Wprowadzenie subsydiów rozważają Niemcy. Według portalu statista.com motoryzacja jest źródłem utrzymania blisko 500 tys. mieszkańców Republiki Federalnej, a inne źródła mówią nawet o ponad 800 tys. W 2019 r. wyprodukowano tam 6,3 mln aut, a przychody przemysłu samochodowego wynoszą co roku sporo ponad 400 mld euro. Dlatego Berlin nie szczędzi środków na pomoc swoim fabrykom. Trafi do nich 5 mld euro z 80 mld euro przeznaczonych na wsparcie gospodarki. Możliwe, że wprowadzone zostaną dopłaty do zakupu nowego pojazdu spalinowego. Wsparcie zakupu elektryków jeszcze w zeszłym roku wzrosło z 4 tys. do 6 tys. euro, a hybryd – z 3 tys. do 4,5 tys. euro.
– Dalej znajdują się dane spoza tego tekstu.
// SPDX-License-Identifier: Apache-2.0 OR MIT
//! State Refresh message body.

use std::net::Ipv4Addr;

use bytes::BufMut;

use crate::{DecodeError, SourceGroupPair};

use super::{encoded, Cursor};

/// State Refresh body: originated by the first-hop router on the source's
/// subnet and propagated hop by hop down the broadcast tree, refreshing
/// downstream prune state without waiting for data to flood.
#[derive(Debug, Clone, PartialEq, Eq)]
pub struct StateRefreshMessage {
    pub group: Ipv4Addr,
    pub group_mask_len: u8,
    pub source: Ipv4Addr,
    /// Address of the first-hop router that originated the refresh
    pub originator: Ipv4Addr,
    pub rpt_bit: bool,
    /// Route metric toward the source at the forwarding router
    pub metric_preference: u32,
    pub metric: u32,
    /// Mask length of the route toward the source
    pub mask_len: u8,
    /// Decremented at each hop; the message stops propagating at zero
    pub ttl: u8,
    /// Set when the forwarding router's upstream state is pruned
    pub prune_indicator: bool,
    /// Set to make downstream routers restart their prune timers now
    pub prune_now: bool,
    /// Set to solicit a re-election where assert state was lost
    pub assert_override: bool,
    /// Seconds between refreshes at the originator
    pub interval_secs: u8,
}

impl StateRefreshMessage {
    pub fn sg(&self) -> SourceGroupPair {
        SourceGroupPair {
            source: self.source,
            group: self.group,
        }
    }

    pub(crate) fn body_size(&self) -> usize {
        encoded::GROUP_SIZE + 2 * encoded::UNICAST_SIZE + 12
    }

    pub(crate) fn encode_body(&self, buf: &mut Vec<u8>) {
        encoded::put_group(buf, self.group, self.group_mask_len);
        encoded::put_unicast(buf, self.source);
        encoded::put_unicast(buf, self.originator);
        let mut preference = self.metric_preference & 0x7fff_ffff;
        if self.rpt_bit {
            preference |= 0x8000_0000;
        }
        buf.put_u32(preference);
        buf.put_u32(self.metric);
        buf.put_u8(self.mask_len);
        buf.put_u8(self.ttl);
        let mut flags = 0u8;
        if self.prune_indicator {
            flags |= 0x80;
        }
        if self.prune_now {
            flags |= 0x40;
        }
        if self.assert_override {
            flags |= 0x20;
        }
        buf.put_u8(flags);
        buf.put_u8(self.interval_secs);
    }

    pub(crate) fn decode_body(cursor: &mut Cursor<'_>) -> Result<Self, DecodeError> {
        let (group, group_mask_len) = encoded::read_group(cursor)?;
        let source = encoded::read_unicast(cursor)?;
        let originator = encoded::read_unicast(cursor)?;
        let raw_preference = cursor.read_u32()?;
        let metric = cursor.read_u32()?;
        let mask_len = cursor.read_u8()?;
        let ttl = cursor.read_u8()?;
        let flags = cursor.read_u8()?;
        let interval_secs = cursor.read_u8()?;
        Ok(Self {
            group,
            group_mask_len,
            source,
            originator,
            rpt_bit: raw_preference & 0x8000_0000 != 0,
            metric_preference: raw_preference & 0x7fff_ffff,
            metric,
            mask_len,
            ttl,
            prune_indicator: flags & 0x80 != 0,
            prune_now: flags & 0x40 != 0,
            assert_override: flags & 0x20 != 0,
            interval_secs,
        })
    }
}

#[cfg(test)]
mod tests {
    use super::*;
    use crate::messages::PimMessage;

    fn sample() -> StateRefreshMessage {
        StateRefreshMessage {
            group: Ipv4Addr::new(239, 1, 1, 1),
            group_mask_len: 32,
            source: Ipv4Addr::new(192, 0, 2, 1),
            originator: Ipv4Addr::new(10, 0, 0, 1),
            rpt_bit: false,
            metric_preference: 101,
            metric: 20,
            mask_len: 24,
            ttl: 16,
            prune_indicator: true,
            prune_now: false,
            assert_override: true,
            interval_secs: 60,
        }
    }

    #[test]
    fn test_state_refresh_roundtrip() {
        let message = sample();
        let data = PimMessage::StateRefresh(message.clone()).encode();
        assert_eq!(data.len(), 4 + 32);
        assert_eq!(
            PimMessage::decode(&data).unwrap(),
            PimMessage::StateRefresh(message)
        );
    }

    #[test]
    fn test_flag_bits() {
        let message = sample();
        let data = PimMessage::StateRefresh(message).encode();
        // Flags byte sits second from last: P set, N clear, O set
        let flags = data[data.len() - 2];
        assert_eq!(flags, 0x80 | 0x20);
    }
}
Na gwarantowane przez włoskie państwo kredyty o wysokości 6,3 mld euro liczy Fiat. Nie wzbudza to jednak entuzjazmu Włochów, bo kojarzona z Turynem firma od 2014 r. jest połączona z amerykańskim Chryslerem (pełna nazwa koncernu brzmi dziś Fiat Chrysler Automobiles), formalnie ma siedzibę w Holandii, a w praktyce – ze względu na podatki – w Wielkiej Brytanii. Niedługo ma też dokończyć fuzję z PSA.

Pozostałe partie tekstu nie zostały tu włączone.